There's a system of 4 masses, all connected to a cross which has a negligible mass, and which is positioned on a smooth surface. The distance of each mass from the center of the cross is L and the cross spins around its center in a constant radial velocity of ω₀ rad/sec:

Now mass m4 disconnects from the cross.

What is the the radial velocity of the system after m4 disconnected, considering m₁=m₃ and m₂=m₄=M?

Homework Equations

Conservation of momentum:
Ʃm_iv_i=0

Conservation of angular momentum:
Ʃm_iv_ir_i=ωI

The Attempt at a Solution

I calculated using conservation of momentum that the linear velocity of the system after m4 disconnected was v₂=Mω₀L/(M+2m)
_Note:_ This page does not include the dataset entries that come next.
use std::path::Path;

use anyhow::{Context, Result};

/// Diffuse texture resident on the GPU.
pub struct DiffuseTexture {
    _texture: wgpu::Texture,
    pub view: wgpu::TextureView,
}

impl DiffuseTexture {
    /// Decodes a PNG from disk and uploads it.
    pub fn from_path(
        device: &wgpu::Device,
        queue: &wgpu::Queue,
        path: &Path,
    ) -> Result<Self> {
        let image = image::open(path)
            .with_context(|| format!("unable to open texture {}", path.display()))?
            .to_rgba8();
        let (width, height) = image.dimensions();
        let label = path.to_string_lossy();
        Ok(Self::from_rgba(device, queue, &label, width, height, &image))
    }

    /// 1x1 white placeholder bound for untextured drawables, so every
    /// drawable satisfies the same bind group layout.
    pub fn white(device: &wgpu::Device, queue: &wgpu::Queue) -> Self {
        Self::from_rgba(device, queue, "white-placeholder", 1, 1, &[255u8; 4])
    }

    fn from_rgba(
        device: &wgpu::Device,
        queue: &wgpu::Queue,
        label: &str,
        width: u32,
        height: u32,
        pixels: &[u8],
    ) -> Self {
        let size = wgpu::Extent3d {
            width,
            height,
            depth_or_array_layers: 1,
        };
        let texture = device.create_texture(&wgpu::TextureDescriptor {
            label: Some(label),
            size,
            mip_level_count: 1,
            sample_count: 1,
            dimension: wgpu::TextureDimension::D2,
            format: wgpu::TextureFormat::Rgba8UnormSrgb,
            usage: wgpu::TextureUsages::TEXTURE_BINDING | wgpu::TextureUsages::COPY_DST,
            view_formats: &[],
        });
        queue.write_texture(
            wgpu::TexelCopyTextureInfo {
                texture: &texture,
                mip_level: 0,
                origin: wgpu::Origin3d::ZERO,
                aspect: wgpu::TextureAspect::All,
            },
            pixels,
            wgpu::TexelCopyBufferLayout {
                offset: 0,
                bytes_per_row: Some(4 * width),
                rows_per_image: None,
            },
            size,
        );
        let view = texture.create_view(&wgpu::TextureViewDescriptor::default());
        Self {
            _texture: texture,
            view,
        }
    }
}

/// Linear repeat sampler for scene-pass diffuse textures.
pub fn repeat_sampler(device: &wgpu::Device) -> wgpu::Sampler {
    device.create_sampler(&wgpu::SamplerDescriptor {
        label: Some("diffuse-sampler"),
        address_mode_u: wgpu::AddressMode::Repeat,
        address_mode_v: wgpu::AddressMode::Repeat,
        address_mode_w: wgpu::AddressMode::Repeat,
        mag_filter: wgpu::FilterMode::Linear,
        min_filter: wgpu::FilterMode::Linear,
        ..Default::default()
    })
}

/// Linear clamp sampler for the post pass, matching the original
/// immediate-mode presentation settings.
pub fn clamp_sampler(device: &wgpu::Device) -> wgpu::Sampler {
    device.create_sampler(&wgpu::SamplerDescriptor {
        label: Some("post-sampler"),
        address_mode_u: wgpu::AddressMode::ClampToEdge,
        address_mode_v: wgpu::AddressMode::ClampToEdge,
        address_mode_w: wgpu::AddressMode::ClampToEdge,
        mag_filter: wgpu::FilterMode::Linear,
        min_filter: wgpu::FilterMode::Linear,
        ..Default::default()
    })
}
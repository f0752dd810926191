//! A minimal two-pass real-time renderer.
//!
//! The crate draws a lit model and a textured ground quad into an
//! offscreen target, then gamma-corrects that image into the backbuffer.
//! The math-heavy pieces (camera, materials, shading, geometry) are kept
//! free of GPU handles so they remain testable in headless tools.

pub mod camera;
pub mod config;
pub mod geometry;
pub mod material;
pub mod obj;
pub mod render;
pub mod scene;
pub mod shading;

pub use camera::Camera;
pub use config::{ConfigError, RenderConfig};
pub use geometry::{Drawable, MeshData, Vertex};
pub use material::{Material, MaterialParams, ShadingMode};
pub use obj::{load_obj_from_path, load_obj_from_str};
pub use render::Renderer;
pub use scene::{DirectionalLight, Scene};
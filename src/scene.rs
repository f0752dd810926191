use std::path::PathBuf;

use glam::{Mat4, Vec3};

use crate::config::ConfigError;
use crate::geometry::{ground_quad, Drawable, MeshData};
use crate::material::{Material, ShadingMode};

/// Single fixed directional light shared by the whole scene pass.
#[derive(Debug, Clone, Copy, PartialEq)]
pub struct DirectionalLight {
    /// Direction the light travels, not necessarily normalized.
    pub direction: Vec3,
}

impl Default for DirectionalLight {
    fn default() -> Self {
        Self {
            direction: Vec3::new(-1.0, -1.0, -1.0),
        }
    }
}

/// The renderable scene: a fixed, ordered list of drawables plus the
/// light and the scene-pass clear color.
///
/// Draw order is fixed for determinism; with opaque depth-tested
/// geometry it does not affect the final image.
#[derive(Debug, Clone)]
pub struct Scene {
    pub drawables: Vec<Drawable>,
    pub light: DirectionalLight,
    pub clear_color: Vec3,
}

/// Deep sky blue, the fixed scene-pass clear color.
pub const SKY_COLOR: Vec3 = Vec3::new(0.0, 0.749, 1.0);

/// World transform of the model drawable: a non-uniform scale, which is
/// what makes the world-inverse-transpose matter for normals.
pub const MODEL_SCALE: Vec3 = Vec3::new(10.0, 6.5, 2.5);

/// Uniform scale applied to the 2-by-2 ground quad.
pub const GROUND_SCALE: f32 = 50.0;

impl Scene {
    /// Builds the stock two-drawable scene: the model first, then the
    /// ground quad.
    ///
    /// `mode` selects the shading variant for the model material; the
    /// ground quad always uses standard shading so its texture stays
    /// visible.
    pub fn stock(
        model_mesh: MeshData,
        ground_texture: Option<PathBuf>,
        mode: ShadingMode,
    ) -> Result<Self, ConfigError> {
        let model = Drawable::new(
            "model",
            model_mesh,
            Mat4::from_scale(MODEL_SCALE),
            Material::stock_model(mode),
        )?;
        let ground = Drawable::new(
            "ground quad",
            ground_quad(),
            Mat4::from_scale(Vec3::splat(GROUND_SCALE)),
            Material::stock_ground(ground_texture),
        )?;
        Ok(Self {
            drawables: vec![model, ground],
            light: DirectionalLight::default(),
            clear_color: SKY_COLOR,
        })
    }

    /// One-line-per-drawable summary used by the headless describe mode.
    pub fn describe(&self) -> String {
        let mut out = String::new();
        for drawable in &self.drawables {
            let texture = match &drawable.material.diffuse_texture {
                Some(path) => format!("textured ({})", path.display()),
                None => "untextured".to_string(),
            };
            out.push_str(&format!(
                " - {}: {} vertices, {} triangles, {} shading, {}\n",
                drawable.name,
                drawable.mesh.vertices.len(),
                drawable.mesh.triangle_count(),
                drawable.material.mode.label(),
                texture,
            ));
        }
        out
    }
}
pub mod context;
pub mod frame;
pub mod post_pass;
pub mod scene_pass;
pub mod shaders;
pub mod target;
pub mod texture;

pub use context::GpuContext;
pub use frame::{FrameError, FrameSequencer, RenderError, Renderer};
pub use post_pass::{PostParams, PostPass};
pub use scene_pass::{GlobalUniform, ObjectUniform, ScenePass};
pub use target::OffscreenTarget;
use bytemuck::{Pod, Zeroable};
use glam::{Mat4, Vec2, Vec3};

use crate::config::ConfigError;
use crate::material::Material;

/// Interleaved vertex format used by every mesh in the scene pass.
#[repr(C)]
#[derive(Debug, Clone, Copy, PartialEq, Pod, Zeroable)]
pub struct Vertex {
    pub position: [f32; 3],
    pub normal: [f32; 3],
    pub uv: [f32; 2],
}

impl Vertex {
    pub fn new(position: Vec3, normal: Vec3, uv: Vec2) -> Self {
        Self {
            position: position.to_array(),
            normal: normal.to_array(),
            uv: uv.to_array(),
        }
    }

    const ATTRIBUTES: [wgpu::VertexAttribute; 3] = wgpu::vertex_attr_array![
        0 => Float32x3, // position
        1 => Float32x3, // normal
        2 => Float32x2  // uv
    ];

    pub fn layout() -> wgpu::VertexBufferLayout<'static> {
        wgpu::VertexBufferLayout {
            array_stride: std::mem::size_of::<Vertex>() as u64,
            step_mode: wgpu::VertexStepMode::Vertex,
            attributes: &Self::ATTRIBUTES,
        }
    }
}

/// CPU-side geometry: interleaved vertices plus a triangle-list index
/// buffer, ready for upload.
#[derive(Debug, Clone, PartialEq, Default)]
pub struct MeshData {
    pub vertices: Vec<Vertex>,
    pub indices: Vec<u32>,
}

impl MeshData {
    pub fn triangle_count(&self) -> usize {
        self.indices.len() / 3
    }
}

/// The 2-by-2 ground quad around the origin: four vertices, two
/// triangles, normals pointing up, texture coordinates covering the
/// quad once.
pub fn ground_quad() -> MeshData {
    let normal = Vec3::Y;
    let vertices = vec![
        Vertex::new(Vec3::new(-1.0, 0.0, -1.0), normal, Vec2::new(0.0, 0.0)),
        Vertex::new(Vec3::new(1.0, 0.0, -1.0), normal, Vec2::new(1.0, 0.0)),
        Vertex::new(Vec3::new(-1.0, 0.0, 1.0), normal, Vec2::new(0.0, 1.0)),
        Vertex::new(Vec3::new(1.0, 0.0, 1.0), normal, Vec2::new(1.0, 1.0)),
    ];
    let indices = vec![0, 1, 2, 1, 2, 3];
    MeshData { vertices, indices }
}

/// Axis-aligned unit cube, the fallback model when no OBJ file is given.
pub fn unit_cube() -> MeshData {
    // One face per entry: outward normal plus the two in-plane axes.
    const FACES: [(Vec3, Vec3, Vec3); 6] = [
        (Vec3::Z, Vec3::X, Vec3::Y),
        (Vec3::NEG_Z, Vec3::NEG_X, Vec3::Y),
        (Vec3::X, Vec3::NEG_Z, Vec3::Y),
        (Vec3::NEG_X, Vec3::Z, Vec3::Y),
        (Vec3::Y, Vec3::X, Vec3::NEG_Z),
        (Vec3::NEG_Y, Vec3::X, Vec3::Z),
    ];

    let mut mesh = MeshData::default();
    for (normal, u_axis, v_axis) in FACES {
        let base = mesh.vertices.len() as u32;
        for (u, v) in [(-0.5, -0.5), (0.5, -0.5), (0.5, 0.5), (-0.5, 0.5)] {
            let position = normal * 0.5 + u_axis * u + v_axis * v;
            let uv = Vec2::new(u + 0.5, 0.5 - v);
            mesh.vertices.push(Vertex::new(position, normal, uv));
        }
        mesh.indices
            .extend_from_slice(&[base, base + 1, base + 2, base, base + 2, base + 3]);
    }
    mesh
}

/// Matrix that transforms normals correctly under non-uniform scaling.
pub fn normal_matrix(world: Mat4) -> Mat4 {
    world.inverse().transpose()
}

/// Geometry paired with a world transform and a material: the unit
/// submitted to a single draw call.
#[derive(Debug, Clone)]
pub struct Drawable {
    pub name: &'static str,
    pub mesh: MeshData,
    pub world: Mat4,
    /// Recomputed whenever `world` changes; transforms here are static,
    /// so once at construction.
    pub world_inverse_transpose: Mat4,
    pub material: Material,
}

impl Drawable {
    pub fn new(
        name: &'static str,
        mesh: MeshData,
        world: Mat4,
        material: Material,
    ) -> Result<Self, ConfigError> {
        material.validate()?;
        Ok(Self {
            name,
            mesh,
            world,
            world_inverse_transpose: normal_matrix(world),
            material,
        })
    }
}

#[cfg(test)]
mod tests {
    use super::*;
    use crate::material::ShadingMode;

    #[test]
    fn ground_quad_matches_the_fixed_layout() {
        let quad = ground_quad();
        assert_eq!(quad.vertices.len(), 4);
        assert_eq!(quad.indices, vec![0, 1, 2, 1, 2, 3]);
        assert_eq!(quad.triangle_count(), 2);
        for vertex in &quad.vertices {
            assert_eq!(vertex.normal, [0.0, 1.0, 0.0]);
        }
        let uvs: Vec<[f32; 2]> = quad.vertices.iter().map(|v| v.uv).collect();
        assert_eq!(uvs, vec![[0.0, 0.0], [1.0, 0.0], [0.0, 1.0], [1.0, 1.0]]);
    }

    #[test]
    fn unit_cube_has_six_quads() {
        let cube = unit_cube();
        assert_eq!(cube.vertices.len(), 24);
        assert_eq!(cube.triangle_count(), 12);
        for vertex in &cube.vertices {
            // Every vertex sits on the surface of the unit cube.
            let p = Vec3::from_array(vertex.position);
            assert!((p.abs().max_element() - 0.5).abs() < 1e-6);
            let n = Vec3::from_array(vertex.normal);
            assert!((n.length() - 1.0).abs() < 1e-6);
        }
    }

    #[test]
    fn non_uniform_scale_needs_a_distinct_normal_matrix() {
        let world = Mat4::from_scale(Vec3::new(10.0, 6.5, 2.5));
        let normal = normal_matrix(world);
        assert_ne!(normal.to_cols_array(), world.to_cols_array());
        // Inverse-transpose of a pure scale divides instead of multiplies.
        let cols = normal.to_cols_array_2d();
        assert!((cols[0][0] - 0.1).abs() < 1e-6);
        assert!((cols[1][1] - 1.0 / 6.5).abs() < 1e-6);
        assert!((cols[2][2] - 0.4).abs() < 1e-6);
    }

    #[test]
    fn uniform_scale_keeps_normal_directions() {
        let world = Mat4::from_scale(Vec3::splat(50.0));
        let normal_m = normal_matrix(world);
        let n = normal_m.transform_vector3(Vec3::Y).normalize();
        assert!((n - Vec3::Y).length() < 1e-6);
    }

    #[test]
    fn drawable_precomputes_the_inverse_transpose() {
        let world = Mat4::from_scale(Vec3::new(10.0, 6.5, 2.5));
        let drawable = Drawable::new(
            "model",
            unit_cube(),
            world,
            Material::stock_model(ShadingMode::Standard),
        )
        .unwrap();
        assert_eq!(
            drawable.world_inverse_transpose.to_cols_array(),
            normal_matrix(world).to_cols_array()
        );
    }

    #[test]
    fn drawable_rejects_invalid_materials() {
        let material = Material {
            ambient_intensity: -0.5,
            ..Material::stock_model(ShadingMode::Standard)
        };
        assert!(Drawable::new("model", unit_cube(), Mat4::IDENTITY, material).is_err());
    }
}
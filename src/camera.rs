use glam::{Mat4, Vec3};

use crate::config::ConfigError;

/// Right-handed look-at camera with a fixed perspective projection.
///
/// Constructed once at startup and immutable afterwards; the scene pass
/// reads its matrices and eye position every frame.
#[derive(Debug, Clone)]
pub struct Camera {
    eye: Vec3,
    target: Vec3,
    view: Mat4,
    projection: Mat4,
}

impl Camera {
    pub const FOV_Y: f32 = std::f32::consts::FRAC_PI_4;
    pub const Z_NEAR: f32 = 0.1;
    pub const Z_FAR: f32 = 500.0;

    /// Builds the view and projection matrices from a look-at basis.
    ///
    /// Fails fast when `eye == target` or when `up` is zero or parallel to
    /// the view direction, both of which would produce an unusable basis.
    pub fn new(eye: Vec3, target: Vec3, up: Vec3, aspect: f32) -> Result<Self, ConfigError> {
        let forward = target - eye;
        if forward.length_squared() <= f32::EPSILON {
            return Err(ConfigError::DegenerateCamera);
        }
        if up.length_squared() <= f32::EPSILON
            || forward.cross(up).length_squared() <= f32::EPSILON
        {
            return Err(ConfigError::DegenerateUpVector);
        }

        let view = Mat4::look_at_rh(eye, target, up);
        let projection = Mat4::perspective_rh(Self::FOV_Y, aspect.max(0.01), Self::Z_NEAR, Self::Z_FAR);
        Ok(Self {
            eye,
            target,
            view,
            projection,
        })
    }

    pub fn eye(&self) -> Vec3 {
        self.eye
    }

    pub fn target(&self) -> Vec3 {
        self.target
    }

    pub fn view(&self) -> Mat4 {
        self.view
    }

    pub fn projection(&self) -> Mat4 {
        self.projection
    }
}

#[cfg(test)]
mod tests {
    use super::*;

    fn stock_camera() -> Camera {
        Camera::new(
            Vec3::new(0.0, 50.0, 100.0),
            Vec3::ZERO,
            Vec3::Y,
            800.0 / 600.0,
        )
        .unwrap()
    }

    #[test]
    fn view_matrix_maps_eye_to_origin() {
        let camera = stock_camera();
        let mapped = camera.view().transform_point3(camera.eye());
        assert!(mapped.length() < 1e-4, "eye maps to {mapped:?}");
    }

    #[test]
    fn view_rotation_is_orthonormal() {
        let camera = stock_camera();
        let m = camera.view().to_cols_array_2d();
        let rows = [
            Vec3::new(m[0][0], m[1][0], m[2][0]),
            Vec3::new(m[0][1], m[1][1], m[2][1]),
            Vec3::new(m[0][2], m[1][2], m[2][2]),
        ];
        for (i, row) in rows.iter().enumerate() {
            assert!((row.length() - 1.0).abs() < 1e-5, "row {i} not unit length");
        }
        assert!(rows[0].dot(rows[1]).abs() < 1e-5);
        assert!(rows[0].dot(rows[2]).abs() < 1e-5);
        assert!(rows[1].dot(rows[2]).abs() < 1e-5);
    }

    #[test]
    fn coincident_eye_and_target_fail() {
        let result = Camera::new(Vec3::ONE, Vec3::ONE, Vec3::Y, 1.0);
        assert_eq!(result.err(), Some(ConfigError::DegenerateCamera));
    }

    #[test]
    fn parallel_up_vector_fails() {
        // Eye looks straight down while up also points along the view axis.
        let result = Camera::new(Vec3::new(0.0, 10.0, 0.0), Vec3::ZERO, Vec3::NEG_Y, 1.0);
        assert_eq!(result.err(), Some(ConfigError::DegenerateUpVector));
    }

    #[test]
    fn zero_up_vector_fails() {
        let result = Camera::new(Vec3::new(0.0, 50.0, 100.0), Vec3::ZERO, Vec3::ZERO, 1.0);
        assert_eq!(result.err(), Some(ConfigError::DegenerateUpVector));
    }
}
Now I think I should use the law of conservation of angular momentum but I'm not sure how. I think that the center of mass is L/2 to the right from the center of the cross so the distance of m1 and m3 from the center of mass is √((0.5L)²+L²). What should I do next?

 

[azizlwl]

Relevant equations

Moment of Inertia =?
Angular Momentum=?

 

[phyyy]

Relevant equations

Moment of Inertia =?
Angular Momentum=?

I know that the moment of inertia is I=Ʃm_ir_i² and the angular momentum L can be expressed as ωI, so I tried:

L=Ʃm_iv_ir_i=ωI = ω(Ʃm_ir_i²) and I can get the value of ω this way, but I'm not sure what the the distance from each mass to the center of mass is. I mean, what are the values of r_i in this sum: Ʃm_ir_i² ?

 

[azizlwl]

Homework Statement

There's a system of 4 masses, all connected to a cross which has a negligible mass, and which is positioned on a smooth surface. The distance of each mass from the center of the cross is L and the cross spins around its center in a constant radial velocity of ω₀ rad/sec:

Now mass m4 disconnects from the cross.

What is the the radial velocity of the system after m4 disconnected, considering m₁=m₃ and m₂=m₄=M?

Homework Equations

Conservation of momentum:
Ʃm_iv_i=0

Conservation of angular momentum:
Ʃm_iv_ir_i=ωI

The Attempt at a Solution

I calculated using conservation of momentum that the linear velocity of the system after m4 disconnected was v₂=Mω₀L/(M+2m)

Now I think I should use the law of conservation of angular momentum but I'm not sure how. I think that the center of mass is L/2 to the right from the center of the cross so the distance of m1 and m3 from the center of mass is √((0.5L)²+L²). What should I do next?

You have to start with conservation of energy.
All masses have equal tangential velocity.
As mass m4 detached from the cross(it follows a tangential path), the total energy of the system remains.

Using consevation of momentum requires the momentum of detached mass m4, which follows a straight line.